Luiz Carlos da Costa (4 June 1949 - 12 January 2010) was an international civil servant working for the United Nations.

Originally from Brazil, da Costa joined the United Nations in 1969 and stayed with the organization for the remainder of his life. His last assignment was as the Principal Deputy Special Representative of the Secretary-General for Haiti and second in command of the UN Stabilization Mission in Haiti (MINUSTAH). He died together with his superior, Tunisian Hédi Annabi, in the 2010 Haiti earthquake. On 18 January 2010, UN Secretary-General Ban Ki-moon and several high-ranking UN officials traveled from New York to Port-au-Prince to see the devastation firsthand. Mr. Ban hosted a small memorial service with both men's families at the airport in Port-au-Prince.

Costa was the highest ranking Brazilian in the United Nations.
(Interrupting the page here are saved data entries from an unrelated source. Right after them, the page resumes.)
//! Entity type construction and the model-building conventions: primary
//! key discovery, `_id` mapping and element naming.

use docmap_bson::{Value, ID_FIELD};

use super::{
    Discriminator, EntityType, Navigation, NavigationBuilder, PropertyBuilder, DEFAULT_DISCRIMINATOR_ELEMENT,
};
use crate::error::MappingError;
use crate::options::ModelOptions;

/// Declares an entity type.
///
/// ```
/// use docmap_core::metadata::{EntityTypeBuilder, PropertyBuilder};
/// use docmap_core::native::StaticType;
/// use docmap_core::options::ModelOptions;
///
/// let order = EntityTypeBuilder::new("Order")
///     .property(PropertyBuilder::new("Id", StaticType::I32))
///     .property(PropertyBuilder::new("Customer", StaticType::String))
///     .build(&ModelOptions::default())
///     .unwrap();
/// let key: Vec<_> = order.key_properties().map(|p| p.element_name()).collect();
/// assert_eq!(key, ["_id"]);
/// ```
#[derive(Debug, Clone)]
pub struct EntityTypeBuilder {
    name: String,
    collection: Option<String>,
    properties: Vec<PropertyBuilder>,
    key: Option<Vec<String>>,
    navigations: Vec<NavigationBuilder>,
    discriminator: Option<Value>,
    discriminator_element: Option<String>,
    base_type: Option<String>,
    is_owned: bool,
}

impl EntityTypeBuilder {
    pub fn new(name: impl Into<String>) -> Self {
        Self {
            name: name.into(),
            collection: None,
            properties: Vec::new(),
            key: None,
            navigations: Vec::new(),
            discriminator: None,
            discriminator_element: None,
            base_type: None,
            is_owned: false,
        }
    }

    /// A type stored only inside its owner's documents.
    pub fn owned(name: impl Into<String>) -> Self {
        Self {
            is_owned: true,
            ..Self::new(name)
        }
    }

    /// Derives from `base`: shares its collection, properties, key,
    /// navigations and discriminator element.
    pub fn derived(name: impl Into<String>, base: &EntityType) -> Self {
        Self {
            collection: Some(base.collection.clone()),
            properties: base.properties.iter().map(PropertyBuilder::from).collect(),
            key: Some(base.key_properties().map(|p| p.name.clone()).collect()),
            navigations: base
                .navigations
                .iter()
                .map(|n| NavigationBuilder {
                    name: n.name.clone(),
                    element_name: Some(n.element_name.clone()),
                    target: n.target.clone(),
                    is_collection: n.is_collection,
                })
                .collect(),
            discriminator_element: base.discriminator.as_ref().map(|d| d.element_name.clone()),
            base_type: Some(base.name.clone()),
            is_owned: base.is_owned,
            ..Self::new(name)
        }
    }

    pub fn collection(mut self, name: impl Into<String>) -> Self {
        self.collection = Some(name.into());
        self
    }

    /// Adds a property, replacing an earlier one of the same name.
    pub fn property(mut self, property: PropertyBuilder) -> Self {
        match self.properties.iter_mut().find(|p| p.name == property.name) {
            Some(existing) => *existing = property,
            None => self.properties.push(property),
        }
        self
    }

    /// Declares the primary key by property names, in key order.
    pub fn key<I, S>(mut self, names: I) -> Self
    where
        I: IntoIterator<Item = S>,
        S: Into<String>,
    {
        self.key = Some(names.into_iter().map(Into::into).collect());
        self
    }

    pub fn navigation(mut self, navigation: NavigationBuilder) -> Self {
        self.navigations.push(navigation);
        self
    }

    pub fn discriminator(mut self, value: impl Into<Value>) -> Self {
        self.discriminator = Some(value.into());
        self
    }

    /// Element the discriminator is stored under; `_t` unless set.
    pub fn discriminator_element(mut self, name: impl Into<String>) -> Self {
        self.discriminator_element = Some(name.into());
        self
    }

    pub fn build(self, options: &ModelOptions) -> Result<EntityType, MappingError> {
        let key_names = match self.key {
            Some(names) => names,
            None => {
                let flagged: Vec<String> = self
                    .properties
                    .iter()
                    .filter(|p| p.is_primary_key)
                    .map(|p| p.name.clone())
                    .collect();
                if flagged.is_empty() && options.discover_primary_key && !self.is_owned {
                    discover_key(&self.name, &self.properties).into_iter().collect()
                } else {
                    flagged
                }
            }
        };

        let mut primary_key = Vec::with_capacity(key_names.len());
        for key in &key_names {
            let index = self
                .properties
                .iter()
                .position(|p| &p.name == key)
                .ok_or_else(|| MappingError::UnknownProperty {
                    entity: self.name.clone(),
                    property: key.clone(),
                })?;
            primary_key.push(index);
        }
        let mapped_keys = primary_key
            .iter()
            .filter(|&&i| self.properties[i].owned_key.is_none())
            .count();

        let mut properties = Vec::with_capacity(self.properties.len());
        for (index, property) in self.properties.into_iter().enumerate() {
            let is_key = primary_key.contains(&index);
            let mapped_key = is_key && property.owned_key.is_none();
            let element_name = match &property.element_name {
                Some(explicit) => explicit.clone(),
                None if property.owned_key.is_some() => String::new(),
                None if mapped_key && mapped_keys == 1 => ID_FIELD.to_owned(),
                None => options.element_naming.apply(&property.name),
            };
            let element_path = if mapped_key && mapped_keys > 1 {
                vec![ID_FIELD.to_owned(), element_name.clone()]
            } else {
                vec![element_name.clone()]
            };
            properties.push(property.build(element_name, element_path, is_key));
        }

        let mut navigations = Vec::with_capacity(self.navigations.len());
        for navigation in self.navigations {
            if !navigation.target.is_owned {
                return Err(MappingError::NavigationShape(format!(
                    "navigation '{}.{}' targets '{}', which is not an owned type",
                    self.name, navigation.name, navigation.target.name
                )));
            }
            navigations.push(Navigation {
                element_name: navigation
                    .element_name
                    .unwrap_or_else(|| options.element_naming.apply(&navigation.name)),
                name: navigation.name,
                target: navigation.target,
                is_collection: navigation.is_collection,
            });
        }

        let discriminator_element = self.discriminator_element;
        let discriminator = self.discriminator.map(|value| {
            let element = discriminator_element
                .clone()
                .unwrap_or_else(|| DEFAULT_DISCRIMINATOR_ELEMENT.to_owned());
            Discriminator::new(element, value)
        });

        Ok(EntityType {
            collection: self.collection.unwrap_or_else(|| self.name.clone()),
            name: self.name,
            properties,
            navigations,
            primary_key,
            discriminator,
            base_type: self.base_type,
            is_owned: self.is_owned,
        })
    }
}

/// First property named `_id`, `Id` or `<type>Id`, ignoring ASCII case.
fn discover_key(type_name: &str, properties: &[PropertyBuilder]) -> Option<String> {
    let typed = format!("{type_name}Id");
    [ID_FIELD, "Id", typed.as_str()].iter().find_map(|candidate| {
        properties
            .iter()
            .find(|p| p.name.eq_ignore_ascii_case(candidate))
            .map(|p| p.name.clone())
    })
}

#[cfg(test)]
mod tests {
    use std::sync::Arc;

    use super::*;
    use crate::native::StaticType;
    use crate::options::ElementNaming;

    fn prop(name: &str) -> PropertyBuilder {
        PropertyBuilder::new(name, StaticType::I32)
    }

    #[test]
    fn discovers_type_named_key() {
        let entity = EntityTypeBuilder::new("Customer")
            .property(prop("Name"))
            .property(prop("customerID"))
            .build(&ModelOptions::default())
            .unwrap();
        let key: Vec<_> = entity.key_properties().map(|p| p.name()).collect();
        assert_eq!(key, ["customerID"]);
        assert_eq!(entity.property("customerID").unwrap().element_path(), ["_id"]);
    }

    #[test]
    fn discovery_can_be_disabled() {
        let options = ModelOptions {
            discover_primary_key: false,
            ..ModelOptions::default()
        };
        let entity = EntityTypeBuilder::new("Customer")
            .property(prop("Id"))
            .build(&options)
            .unwrap();
        assert!(!entity.has_primary_key());
        assert_eq!(entity.property("Id").unwrap().element_name(), "Id");
    }

    #[test]
    fn composite_key_members_nest_under_id() {
        let entity = EntityTypeBuilder::new("Line")
            .property(prop("OrderId"))
            .property(prop("LineNo").element_name("n"))
            .property(prop("Qty"))
            .key(["OrderId", "LineNo"])
            .build(&ModelOptions {
                element_naming: ElementNaming::CamelCase,
                ..ModelOptions::default()
            })
            .unwrap();
        assert_eq!(entity.property("OrderId").unwrap().element_path(), ["_id", "orderId"]);
        assert_eq!(entity.property("LineNo").unwrap().element_path(), ["_id", "n"]);
        assert_eq!(entity.property("Qty").unwrap().element_path(), ["qty"]);
    }

    #[test]
    fn unknown_key_property_is_reported() {
        let err = EntityTypeBuilder::new("Line").key(["Nope"]).build(&ModelOptions::default());
        assert_eq!(
            err.unwrap_err(),
            MappingError::UnknownProperty {
                entity: "Line".into(),
                property: "Nope".into()
            }
        );
    }

    #[test]
    fn owned_keys_have_empty_element_names() {
        let item = EntityTypeBuilder::owned("Item")
            .property(prop("OwnerId").owner_key())
            .property(prop("Ordinal").ordinal_key())
            .property(prop("Qty"))
            .build(&ModelOptions::default())
            .unwrap();
        assert_eq!(item.ordinal_key().map(|p| p.name()), Some("Ordinal"));
        assert!(item.key_properties().all(|p| p.element_name().is_empty()));
        assert_eq!(item.property("Qty").unwrap().element_path(), ["Qty"]);
    }

    #[test]
    fn navigation_must_target_an_owned_type() {
        let other = Arc::new(
            EntityTypeBuilder::new("Other")
                .property(prop("Id"))
                .build(&ModelOptions::default())
                .unwrap(),
        );
        let err = EntityTypeBuilder::new("Root")
            .property(prop("Id"))
            .navigation(NavigationBuilder::one("Other", other))
            .build(&ModelOptions::default())
            .unwrap_err();
        assert!(matches!(err, MappingError::NavigationShape(_)));
    }

    #[test]
    fn derived_type_shares_collection_and_key() {
        let animal = EntityTypeBuilder::new("Animal")
            .property(prop("Id"))
            .discriminator("Animal")
            .discriminator_element("kind")
            .build(&ModelOptions::default())
            .unwrap();
        let cat = EntityTypeBuilder::derived("Cat", &animal)
            .property(PropertyBuilder::new("Lives", StaticType::I32))
            .discriminator("Cat")
            .build(&ModelOptions::default())
            .unwrap();
        assert_eq!(cat.collection(), "Animal");
        assert_eq!(cat.base_type(), Some("Animal"));
        assert_eq!(cat.key_properties().next().unwrap().element_name(), "_id");
        assert_eq!(cat.discriminator(), Some(&Discriminator::new("kind", "Cat")));
    }
}
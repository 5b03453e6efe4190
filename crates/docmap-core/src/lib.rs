//! Maps change-tracked entities onto documents.
//!
//! - [`metadata`]: entity types, properties, owned navigations and keys.
//! - [`serializer`]: conversion of native property values to stored values,
//!   resolved per type, converter and representation.
//! - [`update`]: translation of tracked changes into insert, update and
//!   delete operations.
//! - [`read`] and [`discriminator`]: reading stored documents back.

pub mod discriminator;
pub mod error;
pub mod metadata;
pub mod native;
pub mod naming;
pub mod options;
pub mod read;
pub mod serializer;
pub mod tracker;
pub mod update;

pub use discriminator::DiscriminatorConvention;
pub use error::{MappingError, MissingReason};
pub use metadata::{EntityType, EntityTypeBuilder, Model, Navigation, NavigationBuilder, Property, PropertyBuilder};
pub use native::{NativeValue, StaticType};
pub use options::{ElementNaming, MapperOptions, ModelOptions, TranslatorOptions};
pub use serializer::{RepresentationConfig, Serializer, SerializerResolver, ValueSerializer};
pub use tracker::MemoryChangeTracker;
pub use update::{
    BatchError, ChangeTracker, DocumentUpdate, EntityState, EntryId, NavigationValue, UpdateTranslator, WriteOperation,
};
//! Extended JSON text encoding and decoding.
//!
//! Typed values are preserved with `$`-prefixed wrapper objects
//! (e.g. `{"$oid":"..."}`, `{"$numberInt":"..."}`). Two output modes exist:
//! - **Native**: the terse shell form; 32- and 64-bit integers are bare numbers.
//! - **Strict**: every integer carries its type wrapper, so decoding the
//!   output yields exactly the encoded value.

pub mod decoder;
pub mod encoder;
pub mod error;
pub mod escape;

pub use decoder::TextDecoder;
pub use encoder::TextEncoder;
pub use error::TextDecodeError;
pub use escape::escape;

use serde::{Deserialize, Serialize};

use crate::document::Document;
use crate::value::Value;

/// Output flavour of the text encoder.
#[derive(Debug, Clone, Copy, Default, PartialEq, Eq, Hash, Serialize, Deserialize)]
#[serde(rename_all = "lowercase")]
pub enum TextMode {
    #[default]
    Native,
    Strict,
}

/// Renders a document as compact extended JSON.
pub fn to_text(doc: &Document, mode: TextMode) -> String {
    TextEncoder::new(mode).encode_document(doc)
}

/// Renders any value as compact extended JSON.
pub fn value_to_text(value: &Value, mode: TextMode) -> String {
    TextEncoder::new(mode).encode_value(value)
}

/// Parses extended JSON text whose top-level value is a document.
pub fn from_text(text: &str) -> Result<Document, TextDecodeError> {
    match TextDecoder::new(text).decode()? {
        Value::Document(doc) => Ok(doc),
        other => Err(TextDecodeError::NotADocument(other.kind())),
    }
}

/// Parses extended JSON text holding any value.
pub fn value_from_text(text: &str) -> Result<Value, TextDecodeError> {
    TextDecoder::new(text).decode()
}
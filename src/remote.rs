//! The remote object-store contract the mirror engine consumes: a flat set
//! of folder/file objects with parent links and `app_properties` metadata,
//! addressed by opaque ID.
//!
//! The core never talks to a specific cloud API directly - it only calls
//! through [`RemoteStore`]. [`fs_store`] is a filesystem-backed reference
//! implementation, real enough to run the daemon against a second local
//! directory and to drive the end-to-end tests. [`drive`] sketches a
//! Google-Drive-flavored backend, left as a documented stub: the deep
//! HTTP/OAuth plumbing behind it is out of scope for this repository.

pub mod drive;
pub mod fs_store;

use camino::Utf8Path;
use thiserror::Error;

use crate::afs::NodeKind;

/// The MIME-style sentinel the reference Drive backend uses to mark folders.
pub const FOLDER_KIND: &str = "application/vnd.google-apps.folder";

#[derive(Debug, Clone, Default)]
pub struct AppProperties {
    pub md5sum: Option<String>,
}

#[derive(Debug, Clone)]
pub struct RemoteObject {
    pub id: String,
    pub name: String,
    pub parent_id: Option<String>,
    pub kind: NodeKind,
    pub app_properties: AppProperties,
}

/// What `update_file` hands back after replacing an object's bytes.
#[derive(Debug, Clone)]
pub struct FileUpdateResult {
    pub md5sum: String,
}

/// The tri-state error surface the applier classifies on: only `Transient`
/// is retried.
#[derive(Debug, Error)]
pub enum RemoteError {
    /// A network blip, rate limit, or 5xx - worth retrying.
    #[error("transient remote failure: {0}")]
    Transient(String),
    /// The object or parent named in the request doesn't exist remotely.
    #[error("remote object not found: {0}")]
    NotFound(String),
    /// The request was well-formed but the store rejected it outright.
    #[error("remote operation rejected: {0}")]
    Logical(String),
}

/// The remote object-store contract the mirror engine consumes.
///
/// Implementations must be safe to share read-only across tasks (the core
/// wraps a `dyn RemoteStore` in an `Arc`).
pub trait RemoteStore: Send + Sync {
    /// All non-trashed objects this application owns. Pagination, if the
    /// backend has any, is handled transparently by the implementation.
    fn list_all(&self) -> Result<Vec<RemoteObject>, RemoteError>;

    fn create_folder(&self, name: &str, parent_id: Option<&str>) -> Result<String, RemoteError>;

    /// Upload `local_path`'s bytes as a new file under `parent_id`, tagging
    /// the object with `app_properties.md5sum = md5sum`.
    fn create_file(
        &self,
        local_path: &Utf8Path,
        parent_id: &str,
        md5sum: &str,
    ) -> Result<String, RemoteError>;

    /// Replace the bytes of the object named by `id` with `local_path`'s
    /// current contents. The response carries the freshly computed digest.
    fn update_file(&self, local_path: &Utf8Path, id: &str) -> Result<FileUpdateResult, RemoteError>;

    fn rename(
        &self,
        id: &str,
        old_parent_id: &str,
        new_parent_id: &str,
        new_name: &str,
    ) -> Result<(), RemoteError>;

    fn delete(&self, id: &str) -> Result<(), RemoteError>;

    /// Used once at startup to locate the per-machine root folder.
    fn find_by_name(&self, name: &str) -> Result<Option<String>, RemoteError>;
}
After Costa's death, he was described by United Nations Secretary-General Ban Ki-moon as "a legend of UN peacekeeping operations" and "a mentor to generations of UN staff". Due to his nationality and prominence in the UN hierarchy, Costa had been compared to Sérgio Vieira de Mello, who was also killed during a peacekeeping mission in Iraq along with 20 other members of his staff in August 2003.

Costa received his M.A. in international business and political science from New York University in 1978. As of 2006, he was married with two children.

==United Nations career==

Costa joined the United Nations in 1969. At United Nations headquarters in New York City, his work included jobs in the Office of Human Resources Management and what was then the Department of Conference Services. From 1992 to 2000, he was Chief of Personnel Management and Support Service, Field Administration and Logistics Division, Department of Peacekeeping Operations (DPKO), also in New York City.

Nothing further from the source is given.